Le pétrole : c’est quoi ?
Le pétrole est en fait une roche liquide qui contient énormément de composés que l’on peut séparer dans des raffineries à l’aide de colonnes de distillation. Le principe est relativement simple: on chauffe le pétrole à différentes températures ce qui permet aux composés les plus légers de monter par évaporation et aux plus lourds de descendre par gravité. On récupère ainsi trois grandes familles:
- Les alcanes (ou paraffines) tout en haut des colonnes vers 70 °C environ, ce sont les composés les plus légers, que vous retrouvez sous forme de bouteilles de gaz dans les stations essence. On les reconnaît avec leurs noms qui finissent en « -ane » : méthane, propane, butane, pentane, etc. Pour info, le GPL n’est rien d’autre qu’un mélange de propane et de butane.
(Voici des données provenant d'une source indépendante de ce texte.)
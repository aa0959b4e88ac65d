//! HTTP plumbing shared by the API clients.

use std::future::Future;
use std::time::Duration;

use reqwest::{Response, StatusCode};
use thiserror::Error;
use tracing::warn;

pub const MAX_RETRIES: u32 = 3;
const BASE_DELAY: Duration = Duration::from_secs(1);

#[derive(Error, Debug)]
pub enum ApiError {
    #[error("{service} request failed with status {status}: {body}")]
    Status {
        service: &'static str,
        status: StatusCode,
        body: String,
    },

    #[error("{service} request failed: {source}")]
    Transport {
        service: &'static str,
        #[source]
        source: reqwest::Error,
    },

    #[error("{service} returned an unexpected response: {message}")]
    Decode {
        service: &'static str,
        message: String,
    },
}

impl ApiError {
    pub fn transport(service: &'static str, source: reqwest::Error) -> Self {
        Self::Transport { service, source }
    }

    pub fn decode(service: &'static str, message: impl Into<String>) -> Self {
        Self::Decode {
            service,
            message: message.into(),
        }
    }

    /// Rate limiting, server errors and connection problems are worth retrying.
    pub fn is_transient(&self) -> bool {
        match self {
            ApiError::Status { status, .. } => {
                *status == StatusCode::TOO_MANY_REQUESTS || status.is_server_error()
            }
            ApiError::Transport { source, .. } => source.is_timeout() || source.is_connect(),
            ApiError::Decode { .. } => false,
        }
    }

    pub fn is_rate_limited(&self) -> bool {
        matches!(self, ApiError::Status { status, .. } if *status == StatusCode::TOO_MANY_REQUESTS)
    }
}

/// Turn a non-success response into [`ApiError::Status`] with its body.
pub async fn check_status(service: &'static str, response: Response) -> Result<Response, ApiError> {
    let status = response.status();
    if status.is_success() {
        return Ok(response);
    }
    let body = response.text().await.unwrap_or_default();
    Err(ApiError::Status {
        service,
        status,
        body,
    })
}

/// Run `operation` up to `max_attempts` times, sleeping 1s, 2s, 4s... between
/// attempts while `should_retry` accepts the error.
pub async fn with_backoff<T, F, Fut, R>(
    label: &str,
    max_attempts: u32,
    should_retry: R,
    mut operation: F,
) -> Result<T, ApiError>
where
    F: FnMut() -> Fut,
    Fut: Future<Output = Result<T, ApiError>>,
    R: Fn(&ApiError) -> bool,
{
    let mut attempt = 0;
    loop {
        match operation().await {
            Ok(value) => return Ok(value),
            Err(err) if attempt + 1 < max_attempts && should_retry(&err) => {
                let wait = backoff_delay(attempt);
                warn!(
                    "{} failed (attempt {}/{}), retrying in {}s: {}",
                    label,
                    attempt + 1,
                    max_attempts,
                    wait.as_secs(),
                    err
                );
                tokio::time::sleep(wait).await;
                attempt += 1;
            }
            Err(err) => return Err(err),
        }
    }
}

pub fn backoff_delay(attempt: u32) -> Duration {
    BASE_DELAY * 2u32.saturating_pow(attempt)
}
- Les essences et naphta entre 70°C et 220°C avec dedans de quoi faire de l’essence, du kérosène, du gazole, du fioul domestique et la plupart des plastiques (obtenus à partir des naphtas par pétrochimie).
- Les résidus atmosphériques au-delà de 370 °C que l’on « cassera » ensuite (on appelle cela le craquage) pour donner du gazole lourd (qui permettra aussi de faire de l’essence), du fioul lourd (pour les bateaux ou les usines électriques), en enfin les bitumes qui sont les plus lourds et qu’on récupère tout en bas.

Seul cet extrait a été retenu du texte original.